## EXERCISE DIRECTIONS
For the word "QuantifierKind", state how many lines below contain it. Give no other text.

··· SUPPLIED MATERIAL

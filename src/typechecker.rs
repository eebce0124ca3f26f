//! Assigns a semantic type to every predicate node and reports every
//! mismatch found, instead of stopping at the first one.

use std::collections::HashMap;

use crate::error::HplError;
use crate::expr::{Expression, Name, RelationalOp};
use crate::functions::{self, FunctionSignature};
use crate::types::{DataType, TypeClass};

/// Type checker for predicate expressions
#[derive(Debug, Clone)]
pub struct TypeChecker {
    max_depth: usize,
}

impl Default for TypeChecker {
    fn default() -> Self {
        Self { max_depth: 256 }
    }
}

impl TypeChecker {
    pub fn new(max_depth: usize) -> Self {
        Self { max_depth }
    }

    /// Type of `expr`, or every problem found in it
    pub fn infer(&self, expr: &Expression) -> Result<DataType, Vec<HplError>> {
        self.check_depth(expr)?;
        let mut cx = Context::default();
        let data_type = cx.infer(expr);
        cx.finish(data_type)
    }

    /// A predicate must be a well-typed boolean expression
    pub fn check_predicate(&self, predicate: &Expression) -> Result<(), Vec<HplError>> {
        self.check_depth(predicate)?;
        let mut cx = Context::default();
        cx.require(predicate, TypeClass::Bool);
        cx.finish(())
    }

    /// Element type of a quantifier domain, ignoring any problem in it
    pub(crate) fn element_type_of(&self, domain: &Expression) -> DataType {
        if self.check_depth(domain).is_err() {
            return DataType::Unknown;
        }
        let mut cx = Context::default();
        cx.infer(domain).element_type().unwrap_or(DataType::Unknown)
    }

    pub(crate) fn check_depth(&self, expr: &Expression) -> Result<(), Vec<HplError>> {
        let depth = expr.depth();
        if depth > self.max_depth {
            Err(vec![HplError::ExpressionTooDeep {
                depth,
                limit: self.max_depth,
            }])
        } else {
            Ok(())
        }
    }
}

#[derive(Default)]
struct Context {
    errors: Vec<HplError>,
    // innermost quantifier last
    bound: Vec<(Name, DataType)>,
    // type each reference path was first required to have
    uses: HashMap<String, DataType>,
}

impl Context {
    fn finish<T>(self, value: T) -> Result<T, Vec<HplError>> {
        if self.errors.is_empty() {
            Ok(value)
        } else {
            Err(self.errors)
        }
    }

    fn mismatch(&mut self, expected: impl ToString, found: DataType, expr: &Expression) {
        self.errors.push(HplError::TypeMismatch {
            expected: expected.to_string(),
            found,
            expr: expr.to_string(),
        });
    }

    fn bound_type(&self, name: &str) -> Option<&DataType> {
        self.bound
            .iter()
            .rev()
            .find(|(n, _)| &**n == name)
            .map(|(_, t)| t)
    }

    /// Infer `expr` and report a mismatch unless it belongs to `class`
    fn require(&mut self, expr: &Expression, class: TypeClass) -> DataType {
        let found = self.infer(expr);
        if class.admits(&found) {
            if let Some(required) = class.representative() {
                self.record_use(expr, required);
            }
        } else {
            self.mismatch(class, found.clone(), expr);
        }
        found
    }

    /// References of unknown type pick up the type their context requires;
    /// two incompatible requirements on the same path are a mismatch.
    fn record_use(&mut self, expr: &Expression, required: DataType) {
        if !expr.is_reference() || required.is_permissive() || self.is_rooted_at_bound(expr) {
            return;
        }
        let key = expr.to_string();
        match self.uses.get(&key) {
            Some(previous) if !previous.is_compatible(&required) => {
                let previous = previous.clone();
                self.errors.push(HplError::TypeMismatch {
                    expected: previous.to_string(),
                    found: required,
                    expr: format!("{} (used as both)", key),
                });
            }
            Some(_) => {}
            None => {
                self.uses.insert(key, required);
            }
        }
    }

    fn is_rooted_at_bound(&self, expr: &Expression) -> bool {
        match expr {
            Expression::Variable(r) => self.bound_type(&r.name).is_some(),
            Expression::FieldAccess(a) => self.is_rooted_at_bound(&a.base),
            Expression::ArrayAccess(a) => self.is_rooted_at_bound(&a.base),
            _ => false,
        }
    }

    /// Base of a field or array access must be a reference of the right kind
    fn require_access_base(&mut self, base: &Expression, class: TypeClass, whole: &Expression) -> DataType {
        let found = self.infer(base);
        let reference_like = base.is_reference() || matches!(base, Expression::FunctionCall(_));
        if !reference_like {
            self.mismatch("reference", found.clone(), whole);
        } else if !class.admits(&found) {
            self.mismatch(class, found.clone(), base);
        }
        found
    }

    fn call(&mut self, signature: &FunctionSignature, arg: &Expression) -> DataType {
        let found = self.infer(arg);
        if signature.param.admits(&found) {
            if let Some(required) = signature.param.representative() {
                self.record_use(arg, required);
            }
        } else {
            self.errors.push(HplError::ArityOrTypeMismatch {
                function: signature.name.to_string(),
                expected: signature.param,
                found,
                expr: arg.to_string(),
            });
        }
        signature.result.clone()
    }

    fn infer(&mut self, expr: &Expression) -> DataType {
        match expr {
            Expression::Bool(_) => DataType::Bool,
            Expression::Number(_) | Expression::NumberConstant(_) => DataType::Number,
            Expression::String(_) => DataType::String,
            Expression::Variable(r) => match self.bound_type(&r.name) {
                Some(t) => t.clone(),
                None => r.data_type.clone(),
            },
            Expression::OwnField(r) => r.data_type.clone(),
            Expression::FieldAccess(a) => {
                self.require_access_base(&a.base, TypeClass::Message, expr);
                a.data_type.clone()
            }
            Expression::ArrayAccess(a) => {
                let base = self.require_access_base(&a.base, TypeClass::Collection, expr);
                self.require(&a.index, TypeClass::Number);
                if let Some(i) = a.index.static_number() {
                    if !(i.is_finite() && i >= 0.0 && i.fract() == 0.0) {
                        self.errors.push(HplError::InvalidIndex {
                            index: a.index.to_string(),
                            expr: expr.to_string(),
                        });
                    }
                }
                match (&a.data_type, base) {
                    (t, DataType::Collection(element)) if t.is_permissive() => *element,
                    (t, _) => t.clone(),
                }
            }
            Expression::FunctionCall(c) => match functions::lookup(&c.name) {
                Some(signature) => self.call(signature, &c.arg),
                None => {
                    self.errors.push(HplError::UnknownFunction {
                        name: c.name.to_string(),
                        suggestions: functions::suggest_functions(&c.name),
                    });
                    self.infer(&c.arg);
                    DataType::Unknown
                }
            },
            Expression::EnumLiteral(members) => {
                let mut common: Option<DataType> = None;
                for member in members {
                    let t = self.infer(member);
                    if !TypeClass::Primitive.admits(&t) {
                        self.mismatch(TypeClass::Primitive, t, member);
                        continue;
                    }
                    if t.is_permissive() {
                        continue;
                    }
                    match &common {
                        Some(c) if !c.is_compatible(&t) => {
                            let c = c.clone();
                            self.mismatch(c, t, member);
                        }
                        Some(_) => {}
                        None => common = Some(t),
                    }
                }
                DataType::collection(common.unwrap_or(DataType::Unknown))
            }
            Expression::RangeLiteral(r) => {
                let mut numeric = true;
                for bound in [&r.lower, &r.upper] {
                    let t = self.infer(bound);
                    if TypeClass::Number.admits(&t) {
                        self.record_use(bound, DataType::Number);
                    } else {
                        numeric = false;
                        self.errors.push(HplError::InvalidRangeBounds {
                            expr: expr.to_string(),
                            reason: format!("bound {} is a {}, not a number", bound, t),
                        });
                    }
                }
                if numeric {
                    if let (Some(lower), Some(upper)) =
                        (r.lower.static_number(), r.upper.static_number())
                    {
                        if lower > upper {
                            self.errors.push(HplError::InvalidRangeBounds {
                                expr: expr.to_string(),
                                reason: format!(
                                    "lower bound {} is greater than upper bound {}",
                                    lower, upper
                                ),
                            });
                        }
                    }
                }
                DataType::collection(DataType::Number)
            }
            Expression::Negative(a) => {
                self.require(a, TypeClass::Number);
                DataType::Number
            }
            Expression::Not(a) => {
                self.require(a, TypeClass::Bool);
                DataType::Bool
            }
            Expression::Arithmetic(_, a, b) => {
                self.require(a, TypeClass::Number);
                self.require(b, TypeClass::Number);
                DataType::Number
            }
            Expression::Relational(op, a, b) => {
                self.relational(*op, a, b, expr);
                DataType::Bool
            }
            Expression::Logical(_, a, b) => {
                self.require(a, TypeClass::Bool);
                self.require(b, TypeClass::Bool);
                DataType::Bool
            }
            Expression::Quantifier(q) => {
                if self.bound_type(&q.bound_var).is_some() {
                    self.errors.push(HplError::DuplicateBoundVariable {
                        name: q.bound_var.to_string(),
                        expr: expr.to_string(),
                    });
                }
                let domain = self.infer(&q.domain);
                let element = match domain.element_type() {
                    Some(element) => {
                        self.record_use(&q.domain, DataType::collection(DataType::Unknown));
                        element
                    }
                    None => {
                        self.mismatch(TypeClass::Collection, domain, &q.domain);
                        DataType::Unknown
                    }
                };
                self.bound.push((q.bound_var.clone(), element));
                self.require(&q.body, TypeClass::Bool);
                self.bound.pop();
                if !q.body.external_references().contains(&q.bound_var) {
                    self.errors.push(HplError::UnusedBoundVariable {
                        name: q.bound_var.to_string(),
                        expr: expr.to_string(),
                    });
                }
                DataType::Bool
            }
        }
    }

    fn relational(&mut self, op: RelationalOp, a: &Expression, b: &Expression, whole: &Expression) {
        match op {
            op if op.is_ordering() => {
                self.require(a, TypeClass::Number);
                self.require(b, TypeClass::Number);
            }
            RelationalOp::In => {
                let left = self.infer(a);
                let right = self.infer(b);
                match right.element_type() {
                    None => self.mismatch(TypeClass::Collection, right, b),
                    Some(element) if !element.is_compatible(&left) => {
                        self.mismatch(element, left, a)
                    }
                    Some(element) => {
                        self.record_use(b, DataType::collection(DataType::Unknown));
                        if !element.is_permissive() {
                            self.record_use(a, element);
                        }
                    }
                }
            }
            _ => {
                let left = self.infer(a);
                let right = self.infer(b);
                if !left.is_compatible(&right) {
                    self.mismatch(left, right, whole);
                } else {
                    if !right.is_permissive() {
                        self.record_use(a, right.clone());
                    }
                    if !left.is_permissive() {
                        self.record_use(b, left);
                    }
                }
            }
        }
    }
}
impl Expression {
    pub fn bool(value: bool) -> Self {
        Self::Bool(value)
    }
    /// Numeric literal. Non-finite values become the named constants they
    /// print as.
    pub fn number(value: f64) -> Self {
        if value.is_nan() {
            Self::NumberConstant(NumberConstant::Nan)
        } else if value == f64::INFINITY {
            Self::NumberConstant(NumberConstant::Inf)
        } else if value == f64::NEG_INFINITY {
            Self::negative(Self::NumberConstant(NumberConstant::Inf))
        } else {
            Self::Number(Number::new(value))
        }
    }
    pub fn string(value: impl Into<Name>) -> Self {
        Self::String(value.into())
    }
    pub fn constant(constant: NumberConstant) -> Self {
        Self::NumberConstant(constant)
    }
    /// `@name`
    pub fn var(name: impl Into<Name>) -> Self {
        Self::Variable(Reference::unresolved(name))
    }
    /// bare `name`, a field of the current event's message
    pub fn field(name: impl Into<Name>) -> Self {
        Self::OwnField(Reference::unresolved(name))
    }
    pub fn field_access(base: Self, field: impl Into<Name>) -> Self {
        Self::FieldAccess(FieldAccess {
            base: Arc::new(base),
            field: field.into(),
            data_type: DataType::Reference,
        })
    }
    pub fn index(base: Self, index: Self) -> Self {
        Self::ArrayAccess(ArrayAccess {
            base: Arc::new(base),
            index: Arc::new(index),
            data_type: DataType::Reference,
        })
    }
    pub fn call(name: impl Into<Name>, arg: Self) -> Self {
        Self::FunctionCall(FunctionCall {
            name: name.into(),
            arg: Arc::new(arg),
        })
    }
    pub fn enumeration(members: impl IntoIterator<Item = Self>) -> Self {
        Self::EnumLiteral(members.into_iter().map(Arc::new).collect())
    }
    pub fn range(lower: Self, lower_inclusive: bool, upper: Self, upper_inclusive: bool) -> Self {
        Self::RangeLiteral(RangeLiteral {
            lower: Arc::new(lower),
            lower_inclusive,
            upper: Arc::new(upper),
            upper_inclusive,
        })
    }
    pub fn negative(inner: Self) -> Self {
        Self::Negative(Arc::new(inner))
    }
    pub fn not(inner: Self) -> Self {
        Self::Not(Arc::new(inner))
    }
    pub fn arithmetic(op: ArithmeticOp, a: Self, b: Self) -> Self {
        Self::Arithmetic(op, Arc::new(a), Arc::new(b))
    }
    pub fn relational(op: RelationalOp, a: Self, b: Self) -> Self {
        Self::Relational(op, Arc::new(a), Arc::new(b))
    }
    pub fn logical(op: LogicalOp, a: Self, b: Self) -> Self {
        Self::Logical(op, Arc::new(a), Arc::new(b))
    }
    pub fn and(a: Self, b: Self) -> Self {
        Self::logical(LogicalOp::And, a, b)
    }
    pub fn or(a: Self, b: Self) -> Self {
        Self::logical(LogicalOp::Or, a, b)
    }
    pub fn implies(a: Self, b: Self) -> Self {
        Self::logical(LogicalOp::Implies, a, b)
    }
    pub fn iff(a: Self, b: Self) -> Self {
        Self::logical(LogicalOp::Iff, a, b)
    }
    pub fn quantifier(kind: QuantifierKind, var: impl Into<Name>, domain: Self, body: Self) -> Self {
        Self::Quantifier(Quantifier {
            kind,
            bound_var: var.into(),
            domain: Arc::new(domain),
            body: Arc::new(body),
        })
    }
    pub fn forall(var: impl Into<Name>, domain: Self, body: Self) -> Self {
        Self::quantifier(QuantifierKind::Forall, var, domain, body)
    }
    pub fn exists(var: impl Into<Name>, domain: Self, body: Self) -> Self {
        Self::quantifier(QuantifierKind::Exists, var, domain, body)
    }

    pub fn is_literal(&self) -> bool {
        matches!(
            self,
            Expression::Bool(_)
                | Expression::Number(_)
                | Expression::String(_)
                | Expression::NumberConstant(_)
                | Expression::EnumLiteral(_)
                | Expression::RangeLiteral(_)
        )
    }

    pub fn is_reference(&self) -> bool {
        matches!(
            self,
            Expression::Variable(_)
                | Expression::OwnField(_)
                | Expression::FieldAccess(_)
                | Expression::ArrayAccess(_)
        )
    }

    /// Annotated type of a reference node, `None` for every other variant
    pub fn reference_type(&self) -> Option<&DataType> {
        match self {
            Expression::Variable(r) | Expression::OwnField(r) => Some(&r.data_type),
            Expression::FieldAccess(a) => Some(&a.data_type),
            Expression::ArrayAccess(a) => Some(&a.data_type),
            _ => None,
        }
    }

    /// Numeric value of a literal, looking through unary minus
    pub fn static_number(&self) -> Option<f64> {
        match self {
            Expression::Number(n) => Some(n.value()),
            Expression::NumberConstant(c) => Some(c.value()),
            Expression::Negative(inner) => inner.static_number().map(|n| -n),
            _ => None,
        }
    }

    /// Maximum nesting depth, computed without recursing on the call stack
    pub fn depth(&self) -> usize {
        self.collapse_frames(|frame: ExprFrame<usize, &Expression>| match frame {
            ExprFrame::Leaf(_) => 1,
            ExprFrame::Unary(a) => a + 1,
            ExprFrame::Binary(a, b) => a.max(b) + 1,
            ExprFrame::Many(xs) => xs.into_iter().max().unwrap_or(0) + 1,
            ExprFrame::Binder(_, a, b) => a.max(b) + 1,
        })
    }

    /// Alias names referenced with `@`, excluding quantifier-bound variables
    pub fn external_references(&self) -> BTreeSet<Name> {
        self.collapse_frames(|frame: ExprFrame<BTreeSet<Name>, &Expression>| match frame {
            ExprFrame::Leaf(Expression::Variable(r)) => BTreeSet::from([r.name.clone()]),
            ExprFrame::Leaf(_) => BTreeSet::new(),
            ExprFrame::Unary(a) => a,
            ExprFrame::Binary(mut a, mut b) => {
                a.append(&mut b);
                a
            }
            ExprFrame::Many(xs) => xs.into_iter().flatten().collect(),
            ExprFrame::Binder(q, mut domain, mut body) => {
                if let Expression::Quantifier(q) = q {
                    body.remove(&q.bound_var);
                }
                domain.append(&mut body);
                domain
            }
        })
    }

    /// Whether any bare field of the current event's message is mentioned
    pub fn contains_self_reference(&self) -> bool {
        self.collapse_frames(|frame: ExprFrame<bool, &Expression>| match frame {
            ExprFrame::Leaf(e) => matches!(e, Expression::OwnField(_)),
            ExprFrame::Unary(a) => a,
            ExprFrame::Binary(a, b) => a || b,
            ExprFrame::Many(xs) => xs.into_iter().any(|x| x),
            ExprFrame::Binder(_, a, b) => a || b,
        })
    }

    /// Shallow copy with every direct child passed through `f`. Children
    /// returned unchanged by `f` stay shared with `self`.
    pub fn map_children(&self, mut f: impl FnMut(&Arc<Expression>) -> Arc<Expression>) -> Expression {
        match self {
            Expression::Bool(_)
            | Expression::Number(_)
            | Expression::String(_)
            | Expression::NumberConstant(_)
            | Expression::Variable(_)
            | Expression::OwnField(_) => self.clone(),
            Expression::FieldAccess(a) => Expression::FieldAccess(FieldAccess {
                base: f(&a.base),
                ..a.clone()
            }),
            Expression::ArrayAccess(a) => Expression::ArrayAccess(ArrayAccess {
                base: f(&a.base),
                index: f(&a.index),
                data_type: a.data_type.clone(),
            }),
            Expression::FunctionCall(c) => Expression::FunctionCall(FunctionCall {
                name: c.name.clone(),
                arg: f(&c.arg),
            }),
            Expression::EnumLiteral(members) => {
                Expression::EnumLiteral(members.iter().map(f).collect())
            }
            Expression::RangeLiteral(r) => Expression::RangeLiteral(RangeLiteral {
                lower: f(&r.lower),
                upper: f(&r.upper),
                ..r.clone()
            }),
            Expression::Negative(a) => Expression::Negative(f(a)),
            Expression::Not(a) => Expression::Not(f(a)),
            Expression::Arithmetic(op, a, b) => Expression::Arithmetic(*op, f(a), f(b)),
            Expression::Relational(op, a, b) => Expression::Relational(*op, f(a), f(b)),
            Expression::Logical(op, a, b) => Expression::Logical(*op, f(a), f(b)),
            Expression::Quantifier(q) => Expression::Quantifier(Quantifier {
                kind: q.kind,
                bound_var: q.bound_var.clone(),
                domain: f(&q.domain),
                body: f(&q.body),
            }),
        }
    }

    /// Top-down rewrite. `f` returns a replacement for a node, or `None` to
    /// descend into its children. Returns `None` when nothing changed.
    pub fn rewrite<F>(&self, f: &mut F) -> Option<Expression>
    where
        F: FnMut(&Expression) -> Option<Expression>,
    {
        if let Some(replacement) = f(self) {
            return Some(replacement);
        }
        let mut changed = false;
        let rebuilt = self.map_children(|child| match child.rewrite(&mut *f) {
            Some(new) => {
                changed = true;
                Arc::new(new)
            }
            None => Arc::clone(child),
        });
        changed.then_some(rebuilt)
    }

    /// Replace every `@alias` with `replacement`. Quantifiers binding a
    /// variable of the same name hide it in their body.
    pub fn replace_var_reference(&self, alias: &str, replacement: &Expression) -> Expression {
        self.rewrite(&mut |e: &Expression| match e {
            Expression::Variable(r) if &*r.name == alias => Some(replacement.clone()),
            Expression::Quantifier(q) if &*q.bound_var == alias => {
                Some(Expression::Quantifier(Quantifier {
                    domain: Arc::new(q.domain.replace_var_reference(alias, replacement)),
                    ..q.clone()
                }))
            }
            _ => None,
        })
        .unwrap_or_else(|| self.clone())
    }

    /// Rewrite bare fields of the current event as fields of `@alias`, so the
    /// predicate can be moved to another event.
    pub fn replace_self_reference(&self, alias: &str) -> Expression {
        self.rewrite(&mut |e: &Expression| match e {
            Expression::OwnField(r) => Some(Expression::field_access(
                Expression::var(alias),
                r.name.clone(),
            )),
            _ => None,
        })
        .unwrap_or_else(|| self.clone())
    }
}
//! Static, versioned table of builtin function signatures.
//!
//! Every builtin takes exactly one argument. The type checker looks calls up
//! here; names missing from the table are rejected.

use crate::error;
use crate::types::{DataType, TypeClass};

/// Bumped whenever a signature is added, removed or changed
pub const BUILTINS_VERSION: u32 = 1;

#[derive(Debug, Clone, PartialEq, Eq)]
pub struct FunctionSignature {
    pub name: &'static str,
    pub param: TypeClass,
    pub result: DataType,
}

const fn sig(name: &'static str, param: TypeClass, result: DataType) -> FunctionSignature {
    FunctionSignature {
        name,
        param,
        result,
    }
}

pub static BUILTINS: &[FunctionSignature] = &[
    sig("abs", TypeClass::Number, DataType::Number),
    sig("bool", TypeClass::Primitive, DataType::Bool),
    sig("int", TypeClass::Primitive, DataType::Number),
    sig("float", TypeClass::Primitive, DataType::Number),
    sig("str", TypeClass::Primitive, DataType::String),
    sig("len", TypeClass::Collection, DataType::Number),
    sig("sum", TypeClass::Collection, DataType::Number),
    sig("prod", TypeClass::Collection, DataType::Number),
    sig("sqrt", TypeClass::Number, DataType::Number),
    sig("ceil", TypeClass::Number, DataType::Number),
    sig("floor", TypeClass::Number, DataType::Number),
    sig("log", TypeClass::Number, DataType::Number),
    sig("sin", TypeClass::Number, DataType::Number),
    sig("cos", TypeClass::Number, DataType::Number),
    sig("tan", TypeClass::Number, DataType::Number),
    sig("asin", TypeClass::Number, DataType::Number),
    sig("acos", TypeClass::Number, DataType::Number),
    sig("atan", TypeClass::Number, DataType::Number),
    sig("deg", TypeClass::Number, DataType::Number),
    sig("rad", TypeClass::Number, DataType::Number),
    sig("max", TypeClass::Collection, DataType::Number),
    sig("min", TypeClass::Collection, DataType::Number),
    sig("gcd", TypeClass::Collection, DataType::Number),
    // orientation of a quaternion message
    sig("roll", TypeClass::Message, DataType::Number),
    sig("pitch", TypeClass::Message, DataType::Number),
    sig("yaw", TypeClass::Message, DataType::Number),
];

pub fn lookup(name: &str) -> Option<&'static FunctionSignature> {
    BUILTINS.iter().find(|s| s.name == name)
}

/// Suggest similar builtin names for an unknown function
pub fn suggest_functions(name: &str) -> Option<String> {
    error::suggest(name, BUILTINS.iter().map(|s| s.name))
}

#[cfg(test)]
mod tests {
    use super::*;
    use itertools::Itertools;

    #[test]
    fn test_names_are_unique() {
        assert_eq!(
            BUILTINS.iter().map(|s| s.name).unique().count(),
            BUILTINS.len()
        );
    }

    #[test]
    fn test_lookup() {
        let len = lookup("len").unwrap();
        assert_eq!(len.param, TypeClass::Collection);
        assert_eq!(len.result, DataType::Number);
        assert!(lookup("length").is_none());
    }

    #[test]
    fn test_suggestions() {
        let help = suggest_functions("sqr").unwrap();
        assert!(help.contains("sqrt"));
        assert!(suggest_functions("frobnicate").is_none());
    }
}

······

## EXERCISE RESPONSE
3